BERLIN GESTURE CENTER
Interdisziplinäres BGC-Kolloquium
Freitag, 10. November 2006
The Optic, Haptic, and Acoustic Dimensions of Gestures: Evolutionary Significance and Methodological Implications
Paul Bouissac
(University of Toronto, Victoria College)
- The scientific study of gestures has been so far concerned with “what” and “how” rather than with “why” questions. This field of inquiry is presently subdivided in several paradigms concerned with definitions, classifications and descriptions of gestures as visually perceived phenomena. The theory of signs and communication and functionalist linguistics provide most of the implicit models through which gestures are conceptualized and analyzed. Within these epistemological limits, a high degree of sophistication has been reached in understanding, for instance, the interface between gesture and speech and in investigating cultural repertoires.
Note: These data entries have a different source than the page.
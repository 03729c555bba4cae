//! Core types for solar telemetry.

use core::fmt;
use core::str::FromStr;

#[cfg(feature = "serde")]
use serde::{Deserialize, Deserializer, Serialize, Serializer};
use time::{Date, OffsetDateTime};

use crate::error::ParseError;

#[cfg(feature = "serde")]
time::serde::format_description!(iso_date, Date, "[year]-[month]-[day]");

/// Wall-clock time of day at minute resolution, as reported by the upstream source.
///
/// Displays and serializes as 24-hour `"HH:MM"`. Because both components are
/// zero-padded, the text form sorts in the same order as the value.
///
/// ```
/// use solar_types::TimeOfDay;
///
/// let t: TimeOfDay = "15:02".parse().unwrap();
/// assert_eq!(t.hour(), 15);
/// assert_eq!(t.to_string(), "15:02");
/// assert!(TimeOfDay::new(24, 0).is_none());
/// ```
#[derive(Debug, Clone, Copy, PartialEq, Eq, PartialOrd, Ord, Hash)]
pub struct TimeOfDay {
    hour: u8,
    minute: u8,
}

impl TimeOfDay {
    /// Create a time of day, returning `None` when out of range.
    #[must_use]
    pub const fn new(hour: u8, minute: u8) -> Option<Self> {
        if hour < 24 && minute < 60 {
            Some(Self { hour, minute })
        } else {
            None
        }
    }

    /// Hour component (0-23).
    #[must_use]
    pub const fn hour(&self) -> u8 {
        self.hour
    }

    /// Minute component (0-59).
    #[must_use]
    pub const fn minute(&self) -> u8 {
        self.minute
    }
}

impl fmt::Display for TimeOfDay {
    fn fmt(&self, f: &mut fmt::Formatter<'_>) -> fmt::Result {
        write!(f, "{:02}:{:02}", self.hour, self.minute)
    }
}

impl FromStr for TimeOfDay {
    type Err = ParseError;

    /// Parse a 24-hour `"HH:MM"` value (the stored form).
    fn from_str(s: &str) -> Result<Self, Self::Err> {
        let invalid = || ParseError::InvalidTime(s.to_string());
        let (h, m) = s.split_once(':').ok_or_else(invalid)?;
        if h.is_empty() || h.len() > 2 || m.len() != 2 {
            return Err(invalid());
        }
        if !h.bytes().chain(m.bytes()).all(|b| b.is_ascii_digit()) {
            return Err(invalid());
        }
        let hour = h.parse::<u8>().map_err(|_| invalid())?;
        let minute = m.parse::<u8>().map_err(|_| invalid())?;
        Self::new(hour, minute).ok_or_else(invalid)
    }
}

#[cfg(feature = "serde")]
impl Serialize for TimeOfDay {
    fn serialize<S: Serializer>(&self, serializer: S) -> Result<S::Ok, S::Error> {
        serializer.collect_str(self)
    }
}

#[cfg(feature = "serde")]
impl<'de> Deserialize<'de> for TimeOfDay {
    fn deserialize<D: Deserializer<'de>>(deserializer: D) -> Result<Self, D::Error> {
        let s = String::deserialize(deserializer)?;
        s.parse().map_err(serde::de::Error::custom)
    }
}

/// The five text fields extracted from one row of the upstream page.
///
/// Units are still embedded in the values (`"3.2kWh"`, `"1,234W"`, `"21C"`).
#[derive(Debug, Clone, PartialEq, Eq, Default)]
#[cfg_attr(feature = "serde", derive(Serialize, Deserialize))]
pub struct RawSample {
    /// Date label as shown upstream (informational only).
    #[cfg_attr(feature = "serde", serde(default))]
    pub date: String,
    /// 12-hour time label with am/pm marker, e.g. `"3:05PM"`.
    pub time: String,
    /// Cumulative energy for the day, e.g. `"3.20kWh"`.
    pub energy: String,
    /// Instantaneous power, e.g. `"1,234W"`.
    pub power: String,
    /// Ambient temperature, e.g. `"21.5C"`.
    pub temperature: String,
}

/// One validated telemetry sample, as held by the hot store.
///
/// Serializes to the hot-store record shape:
/// `{time, energy, power, temperature, day, expireAt}` where `expireAt`
/// is in unix seconds.
#[derive(Debug, Clone, PartialEq)]
#[cfg_attr(feature = "serde", derive(Serialize, Deserialize))]
pub struct Reading {
    /// Reported wall-clock time.
    #[cfg_attr(feature = "serde", serde(rename = "time"))]
    pub time_of_day: TimeOfDay,
    /// Cumulative energy for the day in kWh.
    #[cfg_attr(feature = "serde", serde(rename = "energy"))]
    pub energy_kwh: f64,
    /// Instantaneous power in watts.
    #[cfg_attr(feature = "serde", serde(rename = "power"))]
    pub power_w: f64,
    /// Ambient temperature in degrees Celsius.
    #[cfg_attr(feature = "serde", serde(rename = "temperature"))]
    pub temperature_c: f64,
    /// Calendar day (1-31) the sample belongs to; the hot-store partition key.
    #[cfg_attr(feature = "serde", serde(rename = "day"))]
    pub day_of_month: u8,
    /// Instant after which the hot store may discard this reading.
    #[cfg_attr(
        feature = "serde",
        serde(rename = "expireAt", with = "time::serde::timestamp")
    )]
    pub expires_at: OffsetDateTime,
}

impl Reading {
    /// The two-digit day key used to partition the hot store (`"07"`).
    #[must_use]
    pub fn day_key(&self) -> String {
        day_key(self.day_of_month)
    }

    /// Project to the record stored in a cold partition.
    #[must_use]
    pub fn to_cold_record(&self) -> ColdRecord {
        ColdRecord {
            time: self.time_of_day,
            power: self.power_w,
            energy: self.energy_kwh,
            temperature: self.temperature_c,
        }
    }

    /// Project to the intraday point returned for the current day.
    #[must_use]
    pub fn to_day_point(&self) -> DayPoint {
        DayPoint {
            time: self.time_of_day,
            power: self.power_w,
            energy: self.energy_kwh,
        }
    }
}

/// Format a day of month as the two-digit hot-store key.
#[must_use]
pub fn day_key(day_of_month: u8) -> String {
    format!("{:02}", day_of_month)
}

/// One element of a cold partition: `{time, power, energy, temperature}`.
///
/// Numeric fields serialize as JSON numbers. When deserializing they may
/// also be decimal strings, which is how older partitions were written.
#[derive(Debug, Clone, Copy, PartialEq)]
#[cfg_attr(feature = "serde", derive(Serialize, Deserialize))]
pub struct ColdRecord {
    /// Reported wall-clock time.
    pub time: TimeOfDay,
    /// Instantaneous power in watts.
    #[cfg_attr(feature = "serde", serde(deserialize_with = "number_or_string"))]
    pub power: f64,
    /// Cumulative energy in kWh.
    #[cfg_attr(feature = "serde", serde(deserialize_with = "number_or_string"))]
    pub energy: f64,
    /// Ambient temperature in degrees Celsius.
    #[cfg_attr(feature = "serde", serde(deserialize_with = "number_or_string"))]
    pub temperature: f64,
}

/// Intraday projection `{time, power, energy}` of a hot reading.
#[derive(Debug, Clone, Copy, PartialEq)]
#[cfg_attr(feature = "serde", derive(Serialize, Deserialize))]
pub struct DayPoint {
    /// Reported wall-clock time.
    pub time: TimeOfDay,
    /// Instantaneous power in watts.
    pub power: f64,
    /// Cumulative energy in kWh.
    pub energy: f64,
}

/// Peak energy of one archived day. Derived at query time, never persisted.
#[derive(Debug, Clone, Copy, PartialEq)]
#[cfg_attr(feature = "serde", derive(Serialize, Deserialize))]
pub struct AggregatedPoint {
    /// Calendar date, serialized as `"YYYY-MM-DD"`.
    #[cfg_attr(feature = "serde", serde(with = "iso_date"))]
    pub date: Date,
    /// Maximum cumulative energy recorded that day in kWh.
    pub max_energy: f64,
}

#[cfg(feature = "serde")]
fn number_or_string<'de, D: Deserializer<'de>>(deserializer: D) -> Result<f64, D::Error> {
    #[derive(Deserialize)]
    #[serde(untagged)]
    enum NumberOrString {
        Number(f64),
        Text(String),
    }

    match NumberOrString::deserialize(deserializer)? {
        NumberOrString::Number(n) => Ok(n),
        NumberOrString::Text(s) => s.trim().parse().map_err(serde::de::Error::custom),
    }
}

#[cfg(test)]
mod tests {
    use super::*;
    use time::macros::{date, datetime};

    fn sample_reading() -> Reading {
        Reading {
            time_of_day: TimeOfDay::new(15, 2).unwrap(),
            energy_kwh: 3.2,
            power_w: 1234.0,
            temperature_c: 21.5,
            day_of_month: 7,
            expires_at: datetime!(2024-03-14 14:05 UTC),
        }
    }

    #[test]
    fn test_time_of_day_bounds() {
        assert!(TimeOfDay::new(0, 0).is_some());
        assert!(TimeOfDay::new(23, 59).is_some());
        assert!(TimeOfDay::new(24, 0).is_none());
        assert!(TimeOfDay::new(12, 60).is_none());
    }

    #[test]
    fn test_time_of_day_display_is_zero_padded() {
        assert_eq!(TimeOfDay::new(7, 5).unwrap().to_string(), "07:05");
        assert_eq!(TimeOfDay::new(0, 0).unwrap().to_string(), "00:00");
    }

    #[test]
    fn test_time_of_day_from_str() {
        assert_eq!("09:30".parse::<TimeOfDay>(), Ok(TimeOfDay::new(9, 30).unwrap()));
        assert_eq!("9:30".parse::<TimeOfDay>(), Ok(TimeOfDay::new(9, 30).unwrap()));
        assert!("24:00".parse::<TimeOfDay>().is_err());
        assert!("12:5".parse::<TimeOfDay>().is_err());
        assert!("12-05".parse::<TimeOfDay>().is_err());
        assert!("+1:05".parse::<TimeOfDay>().is_err());
    }

    #[test]
    fn test_time_of_day_ordering_matches_text() {
        let mut times = vec![
            TimeOfDay::new(13, 0).unwrap(),
            TimeOfDay::new(9, 45).unwrap(),
            TimeOfDay::new(9, 5).unwrap(),
        ];
        times.sort();
        let text: Vec<String> = times.iter().map(ToString::to_string).collect();
        let mut sorted_text = text.clone();
        sorted_text.sort();
        assert_eq!(text, sorted_text);
        assert_eq!(text, vec!["09:05", "09:45", "13:00"]);
    }

    #[test]
    fn test_day_key() {
        assert_eq!(day_key(7), "07");
        assert_eq!(day_key(31), "31");
        assert_eq!(sample_reading().day_key(), "07");
    }

    #[test]
    fn test_reading_serializes_as_hot_record() {
        let json = serde_json::to_value(sample_reading()).unwrap();
        assert_eq!(json["time"], "15:02");
        assert_eq!(json["energy"], 3.2);
        assert_eq!(json["power"], 1234.0);
        assert_eq!(json["temperature"], 21.5);
        assert_eq!(json["day"], 7);
        assert_eq!(
            json["expireAt"],
            datetime!(2024-03-14 14:05 UTC).unix_timestamp()
        );
    }

    #[test]
    fn test_cold_record_field_order() {
        let json = serde_json::to_string(&sample_reading().to_cold_record()).unwrap();
        assert_eq!(
            json,
            r#"{"time":"15:02","power":1234.0,"energy":3.2,"temperature":21.5}"#
        );
    }

    #[test]
    fn test_cold_record_accepts_string_numbers() {
        let json = r#"{"time":"10:15","power":"450","energy":"1.25","temperature":"-3.5"}"#;
        let record: ColdRecord = serde_json::from_str(json).unwrap();
        assert_eq!(record.time, TimeOfDay::new(10, 15).unwrap());
        assert_eq!(record.power, 450.0);
        assert_eq!(record.energy, 1.25);
        assert_eq!(record.temperature, -3.5);
    }

    #[test]
    fn test_cold_record_rejects_garbage_number() {
        let json = r#"{"time":"10:15","power":"n/a","energy":1.0,"temperature":2.0}"#;
        assert!(serde_json::from_str::<ColdRecord>(json).is_err());
    }

    #[test]
    fn test_day_point_projection() {
        let point = sample_reading().to_day_point();
        let json = serde_json::to_string(&point).unwrap();
        assert_eq!(json, r#"{"time":"15:02","power":1234.0,"energy":3.2}"#);
    }

    #[test]
    fn test_aggregated_point_date_format() {
        let point = AggregatedPoint {
            date: date!(2024 - 03 - 07),
            max_energy: 2.5,
        };
        let json = serde_json::to_string(&point).unwrap();
        assert_eq!(json, r#"{"date":"2024-03-07","max_energy":2.5}"#);

        let back: AggregatedPoint = serde_json::from_str(&json).unwrap();
        assert_eq!(back, point);
    }

    #[test]
    fn test_raw_sample_date_optional() {
        let raw: RawSample = serde_json::from_str(
            r#"{"time":"3:05PM","energy":"3.2kWh","power":"450W","temperature":"21C"}"#,
        )
        .unwrap();
        assert!(raw.date.is_empty());
        assert_eq!(raw.time, "3:05PM");
    }
}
- The functions and meanings of gestures are principally construed in these research endeavors as pertaining to visually perceived movements of the upper limbs and the hands, and the identifiable patterns they form in space. Such patterns can be labeled or coded for the purpose of macro-analysis. When reference is made to the multimodality of communication, it is usually meant that the acoustic channel of speech is combined with the visual channel of gestures, and possibly with other sensory modalities such as olfaction or touch in order to produce a complex meaning.
- But gestures themselves can be multimodal and include acoustic dimensions, for instance, as an essential part of their meaning in the sense that this meaning results from both a visually perceived hand movement and the sounds it produces. Many examples come to mind such the clapping of the hands which conveys a range of degrees of appreciation depending on the pace and intensity of the clapping, and the level on which it is performed with respect to the body. Another appreciative gesture consists of knocking on a table as is customary in Germany. Other examples include the Chinese gesture of thanks (tapping on the table with the tip of the fingers), the snapping of the fingers (with a variety of communicative functions), the rubbing of the hands, the clicking of the fingernails, the hitting of teeth with a fingernail, a fist crashing in the opposite palm, or even the pounding of the chest with one’s two fists in imitation of a gorilla’s dominance display. All these gestures can intentionally vary the acoustic output to the point that it can sometimes be reduced to zero in order to undermine its accepted meaning.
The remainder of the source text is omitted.